O novo primeiro-ministro britânico, o trabalhista Andy Burnham, que sucedeu a Keir Starmer como líder do Partido Trabalhista na semana passada, já está a escolher a sua equipa. Na sua primeira intervenção como titular do cargo, Burnham disse que quer trazer de volta a esperança aos britânicos e aos trabalhistas. A sua promessa principal é um plano de 10 anos para resgatar o país.
No seu primeiro discurso, proferido sem anotações, Burnham prometeu agir rapidamente sobre o custo de vida, mas também delineou um plano de longo prazo. Ele enfrentará eleições até agosto de 2029, o que significa que o plano terá de mostrar resultados nos próximos três anos. Entre as suas primeiras medidas, ordenou às autoridades que trabalhassem para acabar com a falta de habitação no Reino Unido.
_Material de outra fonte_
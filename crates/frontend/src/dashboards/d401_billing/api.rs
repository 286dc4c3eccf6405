use contracts::dashboards::d401_billing::BillingResponse;
use contracts::shared::period::PeriodRangeRequest;

use crate::shared::api_utils::{get_bytes, get_json, with_query};
use crate::shared::export::save_bytes;

const API_BASE: &str = "/api/d401";

pub async fn get_billing(request: &PeriodRangeRequest) -> Result<BillingResponse, String> {
    get_json(&with_query(&format!("{}/billing", API_BASE), request)).await
}

/// Выгрузить CSV за период и сохранить файл
pub async fn export_csv(request: &PeriodRangeRequest) -> Result<(), String> {
    let bytes = get_bytes(&with_query(&format!("{}/billing/export", API_BASE), request)).await?;
    let filename = format!(
        "billing_{}_{}.csv",
        request.date_from.as_deref().unwrap_or("start"),
        request.date_to.as_deref().unwrap_or("end")
    );
    save_bytes(&bytes, &filename, Some("text/csv;charset=utf-8"))
}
Surpreendentemente, Burnham realizou a sua primeira ligação com o presidente dos Estados Unidos, Donald Trump, que no seu primeiro mandato apoiou os ‘brexiters’ e não cumpriu promessas de um acordo comercial de largo espectro. A ligação foi para convidar Trump para Manchester, onde se deve realizar a cimeira do G20 no próximo ano, e discutir possíveis aprovações de novos projetos de petróleo e gás no Mar do Norte.
Entretanto, Burnham já substituiu os aliados mais próximos de Starmer no gabinete, incluindo Rachel Reeves, David Lammy, Peter Kyle e Richard Hermer. O secretário de habitação, Steve Reed, foi o primeiro a sair.
As suas prioridades incluem a reforma do sistema de assistência social, o reforço do sistema nacional de saúde, o aumento do valor abaixo do qual os britânicos não pagam imposto sobre o rendimento, e a flexibilização das regras de endividamento governamental. Burnham também quer focar-se na reindustrialização, no uso de contratos públicos estratégicos para impulsionar empresas nacionais, e em medidas mais rígidas para reduzir a imigração ilegal.
O presidente ucraniano Volodymyr Zelenskyy já falou com Burnham, e a presidente da Comissão Europeia, Ursula Von Der Leyen, expressou esperança de fortalecer a parceria UE-Reino Unido. Líderes de França, Alemanha, Austrália, Itália, Países Baixos e Canadá também enviaram votos calorosos.